Bahadar Srichawla1, Muhammed Manan3, Vincent Kipkorir4, Arkadeep Dhali5, Sebastian Diebel6, Tirtha Sawant7, Subtain Zia2, Diego Carrion-Alvarez8, Richard Suteja9, Khulud Nurani10, Mihnea-Alexandru Găman11
1Neurology, University of Massachusetts Chan Medical School, 2University of Massachusetts Chan Medical School, 32Services Institute of Medical Sciences, 4University of Nairobi, College of Health Sciences, 5Internal Medicine, Nottingham University Hospitals NHS Trust, 6Northern Ontario School of Medicine University, 7Spartan Health Sciences University, 8ISSSTE Regional de Monterrey, 9Udayana University, 10University of Nairobi, 11“Carol Davila” University of Medicine and Pharmacy
Objective:
Our objective is to identify and map all aspects of arbovirus neuroinvasive disease, clarify key concepts, and identify gaps within our knowledge with appropriate future directions related to the improvement of global health.
Background:
Arboviruses are RNA viruses and some have the potential to cause neuroinvasive disease and are a growing threat to global health.
Design/Methods:
A scoping review of the literature was conducted using PubMed, Scopus, ScienceDirect, and Hinari. Original data including epidemiology, risk factors, neurological manifestations, neuro-diagnostics, management, and preventive measures related to neuroinvasive arbovirus infections was obtained. Sources of evidence not reporting on original data, non-English, and not in peer-reviewed journals were removed. An initial pilot sample of 30 abstracts were reviewed by all authors and a Cohen’s kappa of κ =0.81 (near-perfect agreement) was obtained. Records were manually reviewed by two authors using the Rayyan QCRI software.
Results:
A total of 171 records were included. A wide array of neurological manifestations can occur most frequently, including parkinsonism, encephalitis/encephalopathy, meningitis, flaccid myelitis, and Guillain-Barré syndrome (GBS). Magnetic resonance imaging (MRI) of the brain often reveals subcortical lesions, sometimes with diffusion restriction consistent with acute ischemia. Vertical transmission of arbovirus is most often secondary to the Zika virus. Neurological manifestations of congenital Zika syndrome, include microcephaly, failure to thrive, intellectual disability, and seizures.
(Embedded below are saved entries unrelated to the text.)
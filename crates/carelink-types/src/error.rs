//! Error types for data parsing in carelink-types.

use thiserror::Error;

/// Errors that can occur when interpreting CareLink snapshot data.
///
/// None of these abort a transform on their own; the pipeline in
/// carelink-core downgrades them to omitted fields or dropped readings.
///
/// This enum is marked `#[non_exhaustive]` to allow adding new error variants
/// in future versions without breaking downstream code.
#[derive(Debug, Clone, PartialEq, Eq, Error)]
#[non_exhaustive]
pub enum ParseError {
    /// The trend key is not part of the CareLink trend vocabulary.
    #[error("Unknown trend: {0:?}")]
    UnknownTrend(String),

    /// A pump-local clock rendering could not be parsed.
    #[error("Malformed timestamp: {value:?}")]
    MalformedTimestamp {
        /// The rejected input.
        value: String,
    },

    /// A UTC offset string is not of the form `+HHMM` / `-HHMM`.
    #[error("Invalid offset: {0:?}")]
    InvalidOffset(String),

    /// The inferred offset is outside the range a UTC offset can express.
    #[error("Offset of {hours} hours is out of range")]
    OffsetOutOfRange {
        /// Whole hours between pump clock and server clock.
        hours: i64,
    },
}

/// Result type alias using carelink-types' ParseError type.
pub type ParseResult<T> = std::result::Result<T, ParseError>;
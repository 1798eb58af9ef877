//! Configuration file management.

use std::fs;
use std::path::{Path, PathBuf};

use anyhow::{Context, Result};
use carelink_core::SgvLimit;
use serde::{Deserialize, Serialize};

use crate::cli::OutputFormat;

/// Configuration file structure
#[derive(Debug, Clone, Default, PartialEq, Eq, Serialize, Deserialize)]
pub struct Config {
    /// Default number of glucose entries to keep (all when unset)
    #[serde(default, skip_serializing_if = "Option::is_none")]
    pub sgv_limit: Option<usize>,

    /// Default output format ("json" or "text")
    #[serde(default, skip_serializing_if = "Option::is_none")]
    pub format: Option<String>,

    /// Output compact JSON by default
    #[serde(default)]
    pub compact: bool,
}

impl Config {
    /// Get the config file path
    pub fn path() -> PathBuf {
        dirs::config_dir()
            .unwrap_or_else(|| PathBuf::from("."))
            .join("carelink")
            .join("config.toml")
    }

    /// Load config from file, or return default if not found
    pub fn load() -> Self {
        Self::load_from(&Self::path())
    }

    /// Load config from `path`. Unreadable or invalid files fall back to defaults.
    pub fn load_from(path: &Path) -> Self {
        if !path.exists() {
            return Self::default();
        }
        match fs::read_to_string(path) {
            Ok(content) => match toml::from_str(&content) {
                Ok(config) => config,
                Err(e) => {
                    tracing::warn!("Failed to parse config {}: {}", path.display(), e);
                    Self::default()
                }
            },
            Err(e) => {
                tracing::warn!("Failed to read config {}: {}", path.display(), e);
                Self::default()
            }
        }
    }

    /// Save config to file
    pub fn save(&self) -> Result<()> {
        self.save_to(&Self::path())
    }

    /// Save config to `path`, creating parent directories as needed.
    pub fn save_to(&self, path: &Path) -> Result<()> {
        if let Some(parent) = path.parent() {
            fs::create_dir_all(parent).with_context(|| {
                format!("Failed to create config directory: {}", parent.display())
            })?;
        }
        let content = toml::to_string_pretty(self).context("Failed to serialize config")?;
        fs::write(path, content)
            .with_context(|| format!("Failed to write config: {}", path.display()))?;
        Ok(())
    }
}

/// Resolve the glucose limit: flag (or env var), then config, then unbounded.
pub fn resolve_sgv_limit(flag: Option<SgvLimit>, config: &Config) -> SgvLimit {
    flag.unwrap_or_else(|| SgvLimit::from(config.sgv_limit))
}

/// Resolve the output format: flag, then config, then JSON.
pub fn resolve_format(flag: Option<OutputFormat>, config: &Config) -> OutputFormat {
    flag.or_else(|| {
        config.format.as_deref().and_then(|value| {
            let format = OutputFormat::from_config(value);
            if format.is_none() {
                tracing::warn!("Ignoring unknown format '{}' in config", value);
            }
            format
        })
    })
    .unwrap_or_default()
}
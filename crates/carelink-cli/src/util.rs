//! Utility functions for CLI operations.

use std::io::{self, Read, Write};
use std::path::{Path, PathBuf};

use anyhow::{Context, Result};
use carelink_core::CareLinkSnapshot;

/// Read the whole input document from `path`, or stdin when `None` or `-`.
pub fn read_input(path: Option<&Path>) -> Result<String> {
    match path {
        Some(path) if path != Path::new("-") => std::fs::read_to_string(path)
            .with_context(|| format!("Failed to read snapshot from {}", path.display())),
        _ => {
            let mut content = String::new();
            io::stdin()
                .read_to_string(&mut content)
                .context("Failed to read snapshot from stdin")?;
            Ok(content)
        }
    }
}

/// Parse a snapshot document, naming its source on failure.
pub fn parse_snapshot(content: &str, path: Option<&Path>) -> Result<CareLinkSnapshot> {
    let source = match path {
        Some(path) if path != Path::new("-") => path.display().to_string(),
        _ => "stdin".to_string(),
    };
    serde_json::from_str(content)
        .with_context(|| format!("Failed to parse CareLink snapshot from {}", source))
}

/// Read and parse a snapshot from `path` or stdin.
pub fn load_snapshot(path: Option<&Path>) -> Result<CareLinkSnapshot> {
    let content = read_input(path)?;
    parse_snapshot(&content, path)
}

/// Write output to file or stdout
pub fn write_output(output: Option<&PathBuf>, content: &str) -> Result<()> {
    match output {
        Some(path) => {
            std::fs::write(path, content)
                .with_context(|| format!("Failed to write to {}", path.display()))?;
        }
        None => {
            print!("{}", content);
            io::stdout().flush()?;
        }
    }
    Ok(())
}

#[cfg(test)]
mod tests {
    use super::*;

    #[test]
    fn test_read_input_from_file() {
        let dir = tempfile::tempdir().unwrap();
        let path = dir.path().join("snapshot.json");
        std::fs::write(&path, "{}").unwrap();
        assert_eq!(read_input(Some(&path)).unwrap(), "{}");
    }

    #[test]
    fn test_read_input_missing_file() {
        let err = read_input(Some(Path::new("/nonexistent/snapshot.json"))).unwrap_err();
        assert!(err.to_string().contains("Failed to read snapshot"));
    }

    #[test]
    fn test_parse_snapshot_names_source() {
        let err = parse_snapshot("not json", Some(Path::new("snap.json"))).unwrap_err();
        assert!(err.to_string().contains("snap.json"));

        let err = parse_snapshot("not json", None).unwrap_err();
        assert!(err.to_string().contains("stdin"));
    }

    #[test]
    fn test_parse_snapshot() {
        let snapshot = parse_snapshot(
            r#"{
                "currentServerTime": 5,
                "lastMedicalDeviceDataUpdateServerTime": 4,
                "medicalDeviceFamily": "Paradigm"
            }"#,
            None,
        )
        .unwrap();
        assert_eq!(snapshot.current_server_time, 5);
        assert_eq!(snapshot.medical_device_family, "Paradigm");
    }

    #[test]
    fn test_write_output_to_file() {
        let dir = tempfile::tempdir().unwrap();
        let path = dir.path().join("out.json");
        write_output(Some(&path), "[]\n").unwrap();
        assert_eq!(std::fs::read_to_string(&path).unwrap(), "[]\n");
    }
}
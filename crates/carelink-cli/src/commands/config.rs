//! Config command implementation.

use anyhow::Result;

use crate::cli::ConfigAction;
use crate::config::Config;

pub fn cmd_config(action: ConfigAction, quiet: bool) -> Result<()> {
    let path = Config::path();
    match action {
        ConfigAction::Path => {
            println!("{}", path.display());
        }
        ConfigAction::Show => {
            let config = Config::load();
            if !quiet {
                eprintln!("# {}", path.display());
            }
            print!("{}", toml::to_string_pretty(&config)?);
        }
        ConfigAction::Init => {
            if path.exists() {
                if !quiet {
                    eprintln!("Config already exists at {}", path.display());
                }
                return Ok(());
            }
            Config::default().save()?;
            if !quiet {
                eprintln!("Created {}", path.display());
            }
        }
    }
    Ok(())
}
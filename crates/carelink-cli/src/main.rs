use std::io;

use anyhow::Result;
use clap::{CommandFactory, Parser};
use tracing_subscriber::EnvFilter;

mod cli;
mod commands;
mod config;
mod format;
mod util;

use cli::{Cli, Commands};
use config::Config;

fn main() -> Result<()> {
    let cli = Cli::parse();

    // Handle completions command early (before tracing init)
    if let Commands::Completions { shell } = cli.command {
        let mut cmd = Cli::command();
        clap_complete::generate(shell, &mut cmd, "carelink", &mut io::stdout());
        return Ok(());
    }

    // Logs go to stderr so piped JSON on stdout stays clean
    let filter = if cli.quiet {
        EnvFilter::new("warn")
    } else if cli.verbose {
        EnvFilter::new("debug")
    } else {
        EnvFilter::try_from_default_env().unwrap_or_else(|_| EnvFilter::new("info"))
    };

    tracing_subscriber::fmt()
        .with_env_filter(filter)
        .with_writer(io::stderr)
        .init();

    let config = Config::load();
    let output = cli.output.as_ref();

    match &cli.command {
        Commands::Transform(args) => commands::cmd_transform(args, output, &config),
        Commands::Offset { input, format } => {
            commands::cmd_offset(input, *format, output, &config)
        }
        Commands::Config { action } => commands::cmd_config(*action, cli.quiet),
        Commands::Completions { .. } => unreachable!("handled above"),
    }
}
Cerebrospinal fluid analysis often shows lymphocytic pleocytosis, elevated albumin, and protein consistent with blood-brain barrier dysfunction.
Conclusions:
Arbovirus infection with neurological manifestations leads to increased morbidity and mortality. Risk factors for infection include living and traveling in an arbovirus endemic zone, age, pregnancy, and immunosuppressed status. The management of neuroinvasive arbovirus disease is largely supportive and focuses on specific neurological complications. There is a need for therapeutics and currently, management is based on disease prevention and limiting zoonosis.